Alexander Provan is the editor of Triple Canopy, a magazine based in New York, and contributing editor at Bidoun, a magazine of the arts and culture of the Middle East and its diaspora. His writing on digital culture, aesthetics, literature, and politics has been published in Frieze, Artforum, Bookforum, Art in America, The Nation, n+1, and in several exhibition catalogues. He is a fellow at the Vera List Center for Art and Politics (2013–2015).
Transcript
So I’m just going to jump right into this without describing Triple Canopyvery much, but I will mostly speak about Triple Canopy, which is a magazine based mostly in New York as well as a few other places around the world which does various activities all of which we understand as publication in which we argue should be understood by others as publication.
So when—I also was going to have a more linear presentation that reflected directly on these images, but I canned that, so I’m just going to occasionally scroll through them and I they may or may not relate directly to what I’m saying. So when Triple Canopy first formed in 2007, we the editors were motivated by the increasing characterization of the Internet as a venue for the unremitting production of content and by the corresponding feeling among magazines and art institutions that they somehow had to participate in this production. That they had to solicit interactions, pursue accessibility, conjure a virtual body of enthusiasts, while also preserving their financial models.
At the same time we were frustrated with the frequent valorization of online forums or social networks or publications that seemed designed to generate fleeting or inflammatory interactions among users who gathered because they shared interests or hobbies or political affiliations or supposedly identities. Were those really communities and not just marketing ploys? If they were communities, were they to be lauded, mimicked? Should magazines strive to create such communities or perhaps they could simply be found if you knew where to look. How many unique page views and what kind of bounce rate makes for a legitimate community? Perhaps we were anomalous, but as far as I remember none of us considered ourselves to be part of any online community. I don’t think we were interested in creating one, really. In fact we wanted to argue against the fragmentation of culture, its branded platforms with particular breeds of content likely to appeal to narrowly and quantitatively defined groups. On the most basic level we wanted to establish a magazine that would through its rigorous editing, its Catholic interests and its considered presentation of work address people as sophisticated and unpredictable readers who could not so easily be classified by profession, age, locale political orientation, ethnicity or consumption patterns.

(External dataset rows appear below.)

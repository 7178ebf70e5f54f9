use serde::{Deserialize, Serialize};
use sqlx::FromRow;

#[derive(Debug, Clone, Serialize, Deserialize, FromRow)]
pub struct User {
    pub id: String,
    pub name: String,
    pub avatar: String,
    pub points: i64,
    pub streak: i64,
    pub created_at: String,
}

#[derive(Debug, Clone, Serialize, Deserialize)]
pub struct NewUserRequest {
    pub name: String,
    #[serde(default)]
    pub avatar: Option<String>,
}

We wanted to create a space where readers as well as contributing artists and writers could expect to have absorbing, rewarding, stimulating and even profound experiences that would not soon be forgotten. This was probably a bit of a fantasy. Or at least this idealism may belie our actual readership in the intervening years. Nevertheless, I think this agenda speaks to Triple Canopy‘s orientation. Toward technology and the discourse around it to our concern to how we can create culture and meaningful bodies of knowledge in what is increasingly a resistant efficient particularized world.
“Culture is also something personal,” John Dewey writes in Democracy and Education. “It is cultivation with respect to the appreciation of ideas and art and broad human interests. When efficiency is identified with the narrow range of acts instead of with the spirit and meaning of activity, culture is opposed to efficiency.”
Dewey saw in the early 20th century an atomization of experience into “separate institutions with diverse and independent purposes and methods. Business is business, science is science, art is art, politics is politics, social intercourse is social intercourse.”
His description of the conflation of culture and efficiency seems twice as true today.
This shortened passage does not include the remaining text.